What’s The Deal With Dairy Intolerance?
Are You Lactose or Casein Intolerant?
Most people don’t know whether they have a dairy intolerance. Especially, if they’ve always had symptoms. These symptoms become the new norm and easily submissible. Some of the most common symptoms are excess flatulence, bloating, diarrhea, nausea, abdominal pain and discomfort. Dairy can also cause nasty skin issues like eczema, hives, and rashes. It can also cause headaches, fatigue, food malabsorption, and joint pain. Oddly, it can also cause coughing, stuffy nose, and mucus.
There are between 30 million to 50 million adults who are intolerant to dairy.
I’m going to break down the difference between lactose and casein, WHY we are intolerant to them and WHAT to do about it. First up….
What is Lactose?
Lactose is the carbohydrate sugar that is in milk. People that are lactose intolerant are unable to fully digest the sugar lactose in milk products.
Why Lactose Intolerance?
Our small intestines make an enzyme called lactase; lactase breaks down lactose found in dairy. If we aren’t making enough lactase, the lactose we eat and drink won’t digest in our small intestines. Our colon will break down the lactose with bacteria, thus causing those dreadful symptoms.
What To Do About It?
Limit the amount of lactose you consume in dairy products that contain lactose. You could also take a lactase enzyme to help your body digest the lactose you’ve consumed. However, this doesn’t always prevent symptoms but may decrease them.
Low Lactose Dairy Products
· Butter · Hard Cheese · Probiotic yogurt · Kefir · Heavy Cream
What is Casein?
Casein is one of the main proteins found in most cow dairy products. It can cause an immune response which causes inflammation.
Why Casein Intolerance?
Our bodies can mistake casein as a threat. This triggers a reaction to attempt to fight the casein off. Sometimes, this can lead to an allergic reaction.
What To Do About It?
Take a digestive enzyme like Dairy Assist ™ or GlutenEase™ (if your gluten intolerant, they go hand in hand). Look out for products containing milk or milk powder, such as cookies and crackers. Unfortunately, Casein can also be found in less obvious foods, like natural flavorings and nondairy creamers. It’s best to avoid foods with packaging statements like “made in a facility with milk” or “may contain milk” as these most likely contain casein.
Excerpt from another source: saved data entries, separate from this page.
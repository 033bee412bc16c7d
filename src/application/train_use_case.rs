// ============================================================
// Layer 2 — TrainUseCase
// ============================================================
// Orchestrates the full training pipeline in order:
//
//   Step 1: Validate the configuration     (Layer 2)
//   Step 2: Prepare the run directory      (Layer 6 - infra)
//   Step 3: Load + split the dataset       (Layer 4 - data)
//   Step 4: Vectorize into datasets        (Layer 4 - data)
//   Step 5: Load the fingerprint keys      (Layer 4 - chem)
//   Step 6: Build the model, resume        (Layer 5 - ml)
//   Step 7: Run the training loop          (Layer 5 - ml)
//
// The backend is chosen once here: Autodiff<Wgpu> with
// --use-gpu, Autodiff<NdArray> otherwise.
//
// Reference: Burn Book §5 (Training)

use std::path::{Path, PathBuf};

use anyhow::{Context, Result};
use burn::{
    backend::{wgpu::WgpuDevice, Autodiff, NdArray, Wgpu},
    module::Module,
    tensor::backend::AutodiffBackend,
};
use serde::{Deserialize, Serialize};

use crate::chem::{FingerprintKeyTable, GraphToolkit};
use crate::data::{
    dataset::{FpDataset, FpSample},
    splitter::{cached_split, sample_fraction, SCORING_FRACTION},
    vectorizer::{SelfiesVectorizer, DEFAULT_PAD_TO_LEN},
};
use crate::domain::error::{GenError, GenResult};
use crate::infra::checkpoint::{load_model_from, CheckpointManager};
use crate::ml::{
    annealing::AnnealingShape,
    model::{EncoderActivation, EncoderDecoderConfig},
    scoring::{InvalidMoleculePolicy, ScoringPipeline},
    trainer::{ensure_fresh_epochs, TrainingLoop},
};

// ─── Training Configuration ──────────────────────────────────────────────────
// All hyperparameters for a training run. Saved as
// hyperparameters.json beside the checkpoints and reloaded by `score`.
#[derive(Debug, Clone, PartialEq, Serialize, Deserialize)]
#[serde(default)]
pub struct TrainConfig {
    // Run
    pub run_name:            String,
    pub data_path:           String,
    pub models_dir:          String,
    pub keys_path:           String,
    pub alphabet_path:       Option<String>,
    pub resume_from:         Option<String>,
    pub use_gpu:             bool,

    // Data
    pub train_size:          f64,
    pub random_seed:         u64,
    pub batch_size:          usize,
    pub num_workers:         usize,
    pub pad_to_len:          usize,

    // Optimisation
    pub epochs:              usize,
    pub start_epoch:         usize,
    pub learn_rate:          f64,
    pub kld_weight:          f64,
    pub kld_backward:        bool,
    pub kld_annealing:       bool,
    pub annealing_max_epoch: usize,
    pub annealing_shape:     AnnealingShape,
    pub resume_annealing:    bool,

    // Model
    pub fp_len:              usize,
    pub encoding_size:       usize,
    pub hidden_size:         usize,
    pub num_layers:          usize,
    pub dropout:             f64,
    pub teacher_ratio:       f64,
    pub fc1_size:            usize,
    pub fc2_size:            usize,
    pub fc3_size:            usize,
    pub encoder_activation:  EncoderActivation,

    // Scoring
    pub invalid_policy:      InvalidMoleculePolicy,
}

impl Default for TrainConfig {
    fn default() -> Self {
        Self {
            run_name:            "gru_vae".to_string(),
            data_path:           "data/train_data/dataset.jsonl".to_string(),
            models_dir:          "models".to_string(),
            keys_path:           "data/KlekFP_keys.txt".to_string(),
            alphabet_path:       None,
            resume_from:         None,
            use_gpu:             false,

            train_size:          0.8,
            random_seed:         42,
            batch_size:          256,
            num_workers:         1,
            pad_to_len:          DEFAULT_PAD_TO_LEN,

            epochs:              150,
            start_epoch:         1,
            learn_rate:          2e-4,
            kld_weight:          0.1,
            kld_backward:        true,
            kld_annealing:       true,
            annealing_max_epoch: 30,
            annealing_shape:     AnnealingShape::Cosine,
            resume_annealing:    false,

            fp_len:              4860,
            encoding_size:       32,
            hidden_size:         512,
            num_layers:          1,
            dropout:             0.2,
            teacher_ratio:       0.5,
            fc1_size:            1024,
            fc2_size:            1024,
            fc3_size:            512,
            encoder_activation:  EncoderActivation::Relu,

            invalid_policy:      InvalidMoleculePolicy::ZeroScore,
        }
    }
}

impl TrainConfig {
    /// Reject hyperparameters the run could not complete with.
    pub fn validate(&self) -> GenResult<()> {
        let fail = |msg: String| Err(GenError::Config(msg));

        if self.run_name.is_empty() || self.run_name.contains(['/', '\\']) {
            return fail(format!("run_name '{}' must be a plain directory name", self.run_name));
        }
        if !(self.train_size > 0.0 && self.train_size < 1.0) {
            return fail(format!("train_size must be in (0, 1), got {}", self.train_size));
        }
        if self.epochs == 0 {
            return fail("epochs must be at least 1".into());
        }
        if self.batch_size == 0 {
            return fail("batch_size must be at least 1".into());
        }
        if self.pad_to_len < 2 {
            return fail("pad_to_len must leave room for [start] and [end]".into());
        }
        if !(self.learn_rate.is_finite() && self.learn_rate > 0.0) {
            return fail(format!("learn_rate must be positive, got {}", self.learn_rate));
        }
        if !(self.kld_weight.is_finite() && self.kld_weight >= 0.0) {
            return fail(format!("kld_weight must be non-negative, got {}", self.kld_weight));
        }
        if self.kld_annealing && self.annealing_max_epoch == 0 {
            return fail("annealing_max_epoch must be at least 1 when annealing".into());
        }
        if !(0.0..1.0).contains(&self.dropout) {
            return fail(format!("dropout must be in [0, 1), got {}", self.dropout));
        }
        if !(0.0..=1.0).contains(&self.teacher_ratio) {
            return fail(format!("teacher_ratio must be in [0, 1], got {}", self.teacher_ratio));
        }
        let sizes = [
            ("fp_len", self.fp_len),
            ("encoding_size", self.encoding_size),
            ("hidden_size", self.hidden_size),
            ("num_layers", self.num_layers),
            ("fc1_size", self.fc1_size),
            ("fc2_size", self.fc2_size),
            ("fc3_size", self.fc3_size),
        ];
        if let Some((name, _)) = sizes.iter().find(|(_, v)| *v == 0) {
            return fail(format!("{name} must be at least 1"));
        }
        Ok(())
    }

    /// Model architecture for an alphabet of `output_size` symbols.
    pub fn model_config(&self, output_size: usize) -> EncoderDecoderConfig {
        EncoderDecoderConfig::new(
            self.fp_len,
            self.encoding_size,
            self.hidden_size,
            self.num_layers,
            output_size,
            self.fc1_size,
            self.fc2_size,
            self.fc3_size,
        )
        .with_dropout(self.dropout)
        .with_teacher_ratio(self.teacher_ratio)
        .with_encoder_activation(self.encoder_activation)
    }

    pub fn vectorizer(&self) -> Result<SelfiesVectorizer> {
        match &self.alphabet_path {
            Some(path) => SelfiesVectorizer::from_file(Path::new(path), self.pad_to_len),
            None => Ok(SelfiesVectorizer::default().with_pad_to_len(self.pad_to_len)),
        }
    }

    pub fn scoring_pipeline(&self, vectorizer: SelfiesVectorizer) -> Result<ScoringPipeline<GraphToolkit>> {
        let keys = FingerprintKeyTable::load(Path::new(&self.keys_path), &GraphToolkit, self.fp_len)?;
        Ok(ScoringPipeline::new(GraphToolkit, keys, vectorizer, self.invalid_policy))
    }

    pub fn run_dir(&self) -> PathBuf {
        Path::new(&self.models_dir).join(&self.run_name)
    }
}

// ─── Prepared data ───────────────────────────────────────────────────────────
/// Backend-independent inputs of a run.
pub struct PreparedData {
    pub vectorizer: SelfiesVectorizer,
    pub train:      FpDataset,
    pub val:        FpDataset,
    pub scoring:    FpDataset,
}

/// Load, split and vectorize the dataset of `cfg`.
pub fn prepare_data(cfg: &TrainConfig) -> Result<PreparedData> {
    let vectorizer = cfg.vectorizer()?;
    let data_path  = Path::new(&cfg.data_path);

    let (train_samples, val_samples) = cached_split(data_path, cfg.train_size, cfg.random_seed)
        .with_context(|| format!("Preparing dataset '{}'", data_path.display()))?;
    if train_samples.is_empty() {
        return Err(GenError::config(format!("no training records in '{}'", data_path.display())).into());
    }
    let scoring_samples: Vec<FpSample> =
        sample_fraction(&val_samples, SCORING_FRACTION, cfg.random_seed);
    tracing::info!(
        "Split: {} train, {} validation, {} scoring",
        train_samples.len(),
        val_samples.len(),
        scoring_samples.len()
    );

    Ok(PreparedData {
        train:   FpDataset::from_samples(&train_samples, &vectorizer, cfg.fp_len)?,
        val:     FpDataset::from_samples(&val_samples, &vectorizer, cfg.fp_len)?,
        scoring: FpDataset::from_samples(&scoring_samples, &vectorizer, cfg.fp_len)?,
        vectorizer,
    })
}

// ─── TrainUseCase ─────────────────────────────────────────────────────────────
pub struct TrainUseCase {
    config: TrainConfig,
}

impl TrainUseCase {
    pub fn new(config: TrainConfig) -> Self {
        Self { config }
    }

    /// Execute the full training pipeline end to end
    pub fn execute(&self) -> Result<()> {
        let cfg = &self.config;

        // ── Step 1: Validate ──────────────────────────────────────────────────
        cfg.validate()?;

        // ── Step 2: Run directory + hyperparameters ──────────────────────────
        let ckpt = CheckpointManager::new(Path::new(&cfg.models_dir), &cfg.run_name)?;
        ensure_fresh_epochs(cfg, &ckpt)?;
        ckpt.save_config(cfg)?;

        // ── Steps 3-4: Dataset, split, vectorize ──────────────────────────────
        let data = prepare_data(cfg)?;

        // ── Step 5: Fingerprint keys + scoring ────────────────────────────────
        let scoring = cfg.scoring_pipeline(data.vectorizer.clone())?;

        // ── Steps 6-7: Model + training loop on the chosen backend ───────────
        if cfg.use_gpu {
            fit::<Autodiff<Wgpu>>(cfg, WgpuDevice::default(), data, &scoring, &ckpt)
        } else {
            fit::<Autodiff<NdArray>>(cfg, Default::default(), data, &scoring, &ckpt)
        }
    }
}

fn fit<B: AutodiffBackend>(
    cfg:     &TrainConfig,
    device:  B::Device,
    data:    PreparedData,
    scoring: &ScoringPipeline<GraphToolkit>,
    ckpt:    &CheckpointManager,
) -> Result<()> {
    let mut model = cfg.model_config(data.vectorizer.alphabet_len()).init::<B>(&device);
    tracing::info!("Model parameters: {}", model.num_params());

    if let Some(path) = &cfg.resume_from {
        model = load_model_from(model, Path::new(path), &device)
            .with_context(|| format!("Resuming from '{path}'"))?;
    }

    let mut training = TrainingLoop::<B, _>::new(cfg, device, scoring, ckpt)?;
    training.run(model, data.train, data.val, data.scoring)?;
    Ok(())
}

// ─── Unit Tests ───────────────────────────────────────────────────────────────
#[cfg(test)]
mod tests {
    use super::*;
    use crate::data::dataset::save_samples;
    use burn::data::dataset::Dataset;

    #[test]
    fn test_default_config_is_valid() {
        assert!(TrainConfig::default().validate().is_ok());
    }

    #[test]
    fn test_invalid_configs_rejected() {
        let bad = [
            TrainConfig { epochs: 0, ..Default::default() },
            TrainConfig { batch_size: 0, ..Default::default() },
            TrainConfig { train_size: 1.0, ..Default::default() },
            TrainConfig { learn_rate: f64::NAN, ..Default::default() },
            TrainConfig { kld_weight: -1.0, ..Default::default() },
            TrainConfig { annealing_max_epoch: 0, ..Default::default() },
            TrainConfig { dropout: 1.0, ..Default::default() },
            TrainConfig { fp_len: 0, ..Default::default() },
            TrainConfig { run_name: "a/b".into(), ..Default::default() },
        ];
        for cfg in bad {
            assert!(matches!(cfg.validate(), Err(GenError::Config(_))), "{cfg:?}");
        }
        let no_anneal = TrainConfig { kld_annealing: false, annealing_max_epoch: 0, ..Default::default() };
        assert!(no_anneal.validate().is_ok());
    }

    #[test]
    fn test_json_round_trip_fills_missing_fields() {
        let cfg: TrainConfig = serde_json::from_str(r#"{"run_name":"x","annealing_shape":"logistic"}"#).unwrap();
        assert_eq!(cfg.run_name, "x");
        assert_eq!(cfg.annealing_shape, AnnealingShape::Logistic);
        assert_eq!(cfg.fp_len, TrainConfig::default().fp_len);
    }

    #[test]
    fn test_model_config_carries_hyperparameters() {
        let cfg = TrainConfig { dropout: 0.3, teacher_ratio: 0.9, ..Default::default() };
        let m = cfg.model_config(31);
        assert_eq!(m.output_size, 31);
        assert_eq!(m.fp_len, cfg.fp_len);
        assert_eq!(m.dropout, 0.3);
        assert_eq!(m.teacher_ratio, 0.9);
    }

    #[test]
    fn test_refused_run_keeps_saved_hyperparameters() {
        let dir = tempfile::tempdir().unwrap();
        let models_dir = dir.path().to_string_lossy().into_owned();
        let first = TrainConfig { run_name: "kept".into(), models_dir: models_dir.clone(), fp_len: 4, ..Default::default() };
        let ckpt = CheckpointManager::new(dir.path(), "kept").unwrap();
        ckpt.save_config(&first).unwrap();
        let model = EncoderDecoderConfig::new(4, 2, 4, 1, 31, 4, 4, 4).init::<NdArray>(&Default::default());
        ckpt.save_model(&model, 10).unwrap();

        let second = TrainConfig { learn_rate: 1e-3, ..first.clone() };
        let err = TrainUseCase::new(second).execute().unwrap_err();
        assert!(matches!(err.downcast_ref::<GenError>(), Some(GenError::Config(_))));
        assert_eq!(ckpt.load_config().unwrap(), first);
    }

    #[test]
    fn test_scoring_pipeline_holds_keys_for_the_run() {
        use crate::domain::fingerprint::Fingerprint;

        let dir  = tempfile::tempdir().unwrap();
        let keys = dir.path().join("keys.txt");
        std::fs::write(&keys, "C\nO\nN\nS\n").unwrap();
        let cfg = TrainConfig { keys_path: keys.to_string_lossy().into_owned(), fp_len: 4, ..Default::default() };

        let pipeline = cfg.scoring_pipeline(SelfiesVectorizer::default()).unwrap();
        std::fs::remove_file(&keys).unwrap();
        assert!(cfg.scoring_pipeline(SelfiesVectorizer::default()).is_err());

        let mol = pipeline.decode("[C][O]").unwrap();
        let fp  = Fingerprint::from_indices(&[0, 2], 4);
        assert!((pipeline.fingerprint_score(&mol, &fp).unwrap() - 0.5).abs() < 1e-9);
    }

    #[test]
    fn test_prepare_data_splits_and_samples() {
        let dir  = tempfile::tempdir().unwrap();
        let path = dir.path().join("set.jsonl");
        let samples: Vec<FpSample> = (0..50).map(|i| FpSample::new("[C][O]", vec![i % 4])).collect();
        save_samples(&path, &samples).unwrap();

        let cfg = TrainConfig {
            data_path: path.to_string_lossy().into_owned(),
            fp_len:    4,
            pad_to_len: 8,
            ..Default::default()
        };
        let data = prepare_data(&cfg).unwrap();
        assert_eq!(data.train.len(), 40);
        assert_eq!(data.val.len(), 10);
        assert_eq!(data.scoring.len(), 1);
        assert!(dir.path().join("set_train_80.jsonl").is_file());
    }
}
Low or Casein Free Dairy Products?
· Butter · Ice Cream · Ghee (clarified butter) · Goat cheese or milk
Where to Get Calcium and Vitamin D if Not From Dairy?
· Spinach · White beans · Kale · Collards · Soybeans · Okra
· Some fish, like sardines, salmon, perch, and rainbow trout
Vitamin D Sources
· Beef Liver · Fatty fish, like tuna, mackerel, and salmon · Egg Yolks
If you are experiencing any of these symptoms after eating dairy, take a break from it. Give up dairy for 2 weeks and then slowly (small amounts building up to more each day) introduce it back into your life. Be patient with yourself and let your body tell you what it needs.